L’examen des centiles 90 des concentrations en phosphore total démontre que les bassins versants à forte vocation agricole ont régulièrement présenté des concentrations élevées. Le portrait établi par le centile 90 montre que les bassins versants des rivières Châteauguay, Richelieu, Yamaska, Nicolet, Chaudière, Boyer, Bayonne et L’Assomption ont été aux prises avec une sérieuse problématique de surplus de phosphore en 2000-2002, les concentrations maximales excédant de deux, trois et jusqu’à six fois le critère de qualité de 0,03 mg/l.
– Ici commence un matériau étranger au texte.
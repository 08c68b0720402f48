//! Host adapter: the boundary a tool-dispatch host calls into.

use crate::registry::ToolRegistry;
use crate::schema::ToolSchema;
use crate::trait_::{ToolError, ToolOutput};
use serde_json::Value;
use std::sync::Arc;

/// Adapter for executing registered tools from raw host input
#[derive(Debug, Clone)]
pub struct HostAdapter {
    tools: Arc<ToolRegistry>,
}

impl HostAdapter {
    /// Create a new host adapter
    #[must_use]
    pub fn new(tools: Arc<ToolRegistry>) -> Self {
        Self { tools }
    }

    /// Execute a tool by name
    ///
    /// # Errors
    ///
    /// Returns error if tool not found or execution fails
    pub fn execute_tool(&self, name: &str, args: &Value) -> Result<ToolOutput, ToolError> {
        let span = tracing::debug_span!("tool_call", tool = name);
        let _guard = span.enter();

        let result = self.tools.call(name, args);
        match &result {
            Ok(_) => tracing::debug!("tool call succeeded"),
            Err(err) => tracing::info!(error = %err, "tool call rejected"),
        }
        result
    }

    /// Execute a tool with JSON-encoded arguments; empty input means `{}`
    ///
    /// # Errors
    ///
    /// Returns error if input is not JSON, tool not found or execution fails
    pub fn execute_json(&self, name: &str, input: &[u8]) -> Result<ToolOutput, ToolError> {
        let args = if input.iter().all(u8::is_ascii_whitespace) {
            Value::Object(serde_json::Map::new())
        } else {
            serde_json::from_slice(input).map_err(|e| ToolError::InvalidInput {
                reason: e.to_string(),
            })?
        };
        self.execute_tool(name, &args)
    }

    /// Schemas of available tools
    #[must_use]
    pub fn describe_tools(&self) -> Vec<ToolSchema> {
        self.tools.schemas()
    }

    /// Check if a tool is available
    #[must_use]
    pub fn has_tool(&self, name: &str) -> bool {
        self.tools.contains(name)
    }
}

/// Builtin tools
pub mod builtin {
    use crate::builder::compile;
    use crate::policy::SearchPolicy;
    use crate::schema::{InputSchema, OutputSchema, ToolSchema, search_input_schema};
    use crate::trait_::{Tool, ToolError, ToolOutput};
    use dtwin_core::{EnumRegistry, SearchError};
    use once_cell::sync::Lazy;
    use serde_json::{Value, json};
    use std::sync::Arc;

    /// Name of the search tool
    pub const SEARCH_TOOL: &str = "dtwin_search";
    /// Name of the about tool
    pub const ABOUT_TOOL: &str = "dtwin_about";
    /// Name of the echo tool
    pub const ECHO_TOOL: &str = "echo";

    /// Key under which a host passes the single structured argument
    pub const ARGS_FIELD: &str = "args";

    const SEARCH_DESCRIPTION: &str = "Build the search payload for dTwin. \
Parameters are matched by exact, case-insensitive equality per enum: EntityType(1), \
PropertySet(2), Property(3), ClassificationParameterSet(4), ClassificationParameter(5), \
Storey(6), Distance(7); operators Equal(1), NotEqual(2). \
Use EntityType only when the prompt explicitly mentions a type, build Property only \
with both key and value, and emit at most one parameter; express everything else \
through searchTerm (singular, lowercase, or empty). \
For a storey without a known GUID use value \"placeholder\".";

    static ABOUT: Lazy<Value> = Lazy::new(|| {
        json!({
            "topic": "dtwin",
            "overview": "dTwin is Nemetschek’s cloud/SaaS, horizontal and open digital twin platform for built assets. It harmonizes and visualizes all facility data (BIM/CAD, IWMS/CAFM, BMS, IoT, scans, 360° imagery) into a single, lifecycle view to deliver visual analytics and connected intelligence for operations.",
            "tagline": "Visual analytics and connected intelligence for built assets.",
            "elevator_pitch": "Harmonize all building data in one digital twin, see your asset in 3D context, and act on data-driven insights across design, construction, and operations.",
            "launch": {"announced": "2023-10-18"},
            "capabilities": [
                "Data harmonization/federation across BIM, IWMS, BMS, IoT, scans, 360° imagery",
                "Visual analytics, dashboards, KPIs, heatmaps in 2D/3D",
                "Cloud-based, horizontal/open platform for Building Lifecycle Intelligence",
                "Real-time operations with live sensor/BMS streams",
                "3D context combining BIM, point clouds, panoramic imagery"
            ],
            "integrations": [
                "BIM/CAD (IFC models)",
                "IWMS/CAFM (e.g., Spacewell)",
                "BMS (building management systems)",
                "IoT sensors (energy, IAQ, occupancy)",
                "Laser scanning point clouds",
                "360° photogrammetry/panoramic imagery"
            ],
            "use_cases": [
                "Operational dashboards & monitoring",
                "Portfolio/facility insights and reporting",
                "Scan-to-twin visualization and comparison",
                "Industrial & infrastructure operations (e.g., ports)"
            ],
            "case_studies": [
                {"name": "Nemetschek Haus (HQ)", "summary": "Cloud-based twin consolidating heterogeneous legacy data."},
                {"name": "UMEX Port, Constanța", "summary": "3D context + live KPIs for unloading operations and energy."},
                {"name": "Iowa State University", "summary": "Pilot with live sensors in a 3D-printed shed for IAQ/energy."}
            ],
            "key_phrases": [
                "horizontal and open digital twin",
                "Building Lifecycle Intelligence",
                "visual analytics and connected intelligence"
            ],
            "short_about": "dTwin harmonizes and visualizes all your facility’s data in a digital twin so you can see and understand your asset and act data-driven to increase its value."
        })
    });

    /// The fixed dTwin overview object
    #[must_use]
    pub fn about() -> &'static Value {
        &ABOUT
    }

    /// Search tool - compiles search intent into the canonical payload
    #[derive(Debug, Clone)]
    pub struct SearchTool {
        registry: Arc<EnumRegistry>,
        policy: SearchPolicy,
    }

    impl SearchTool {
        /// Create a search tool with the pass-through policy
        #[must_use]
        pub fn new(registry: Arc<EnumRegistry>) -> Self {
            Self {
                registry,
                policy: SearchPolicy::default(),
            }
        }

        /// Set policy
        #[must_use]
        pub fn with_policy(mut self, policy: SearchPolicy) -> Self {
            self.policy = policy;
            self
        }
    }

    impl Tool for SearchTool {
        fn name(&self) -> &str {
            SEARCH_TOOL
        }

        fn schema(&self) -> ToolSchema {
            ToolSchema::new(SEARCH_TOOL, env!("CARGO_PKG_VERSION"))
                .with_description(SEARCH_DESCRIPTION)
                .with_input(search_input_schema(&self.registry))
        }

        /// Accepts either `{"args": {...}}` or the named arguments directly.
        fn call(&self, args: &Value) -> Result<ToolOutput, ToolError> {
            let object = args.as_object().ok_or(SearchError::InvalidArgumentShape)?;
            let raw = object.get(ARGS_FIELD).unwrap_or(args);
            let payload = compile(&self.registry, &self.policy, raw)?;
            Ok(ToolOutput::new(payload.to_value()?))
        }
    }

    /// About tool - returns the fixed dTwin overview
    #[derive(Debug, Clone, Copy, Default)]
    pub struct AboutTool;

    impl Tool for AboutTool {
        fn name(&self) -> &str {
            ABOUT_TOOL
        }

        fn schema(&self) -> ToolSchema {
            ToolSchema::new(ABOUT_TOOL, env!("CARGO_PKG_VERSION"))
                .with_description("Return the official dTwin overview text.")
        }

        fn call(&self, _args: &Value) -> Result<ToolOutput, ToolError> {
            Ok(ToolOutput::new(about().clone()))
        }
    }

    /// Echo tool - returns `message` unchanged
    #[derive(Debug, Clone, Copy, Default)]
    pub struct EchoTool;

    impl Tool for EchoTool {
        fn name(&self) -> &str {
            ECHO_TOOL
        }

        fn schema(&self) -> ToolSchema {
            ToolSchema::new(ECHO_TOOL, env!("CARGO_PKG_VERSION"))
                .with_description("Echo a message back to the caller.")
                .with_input(
                    InputSchema::new()
                        .with_json_schema(json!({
                            "type": "object",
                            "properties": {"message": {"type": "string"}}
                        }))
                        .with_required_field("message"),
                )
                .with_output(OutputSchema::new().with_content_type("text/plain"))
        }

        fn call(&self, args: &Value) -> Result<ToolOutput, ToolError> {
            let message = args
                .get("message")
                .and_then(Value::as_str)
                .ok_or_else(|| ToolError::InvalidInput {
                    reason: "`message` must be a string".to_string(),
                })?;
            Ok(ToolOutput::new(Value::String(message.to_string())))
        }
    }
}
Ces valeurs élevées sont généralement liées à des épisodes de fortes pluies et de forts débits, entraînant une érosion des sols agricoles riches en phosphore.

Centile 90 des mesures de phosphore total au cours de la période 2000-2002

  • Nitrates et nitrites

Les nitrates et les nitrites constituent la forme la plus abondante et la plus stable de l’azote dans l’environnement. Naturellement présents en faibles concentrations dans les eaux de surface, les nitrates et les nitrites peuvent parfois se trouver en concentrations élevées dans les nappes souterraines des milieux agricoles. Lorsque ces concentrations sont trop élevées dans l’eau d’approvisionnement, elles peuvent causer de sérieux problèmes de santé (comme la méthémoglobinémie chez le nouveau-né). Un critère de 10 mg/l a été défini pour l’eau brute d’approvisionnement en eau potable, mais une telle concentration n’est que très rarement observée dans les eaux de surface québécoises. Une valeur repère de 1 mg/l sera utilisée ici afin de juger de la qualité. Cette valeur repère est utilisée comme borne pour distinguer les classes de qualité satisfaisante et douteuse. Lorsqu’une forme d’azote, comme les nitrates et les nitrites, dépasse à elle seule ce niveau, elle fait alors ressortir une problématique résiduelle pour ce paramètre. D’ailleurs, toute valeur médiane de nitrates et de nitrites supérieure à 1 mg/l identifie un cours d’eau comme étant de qualité douteuse.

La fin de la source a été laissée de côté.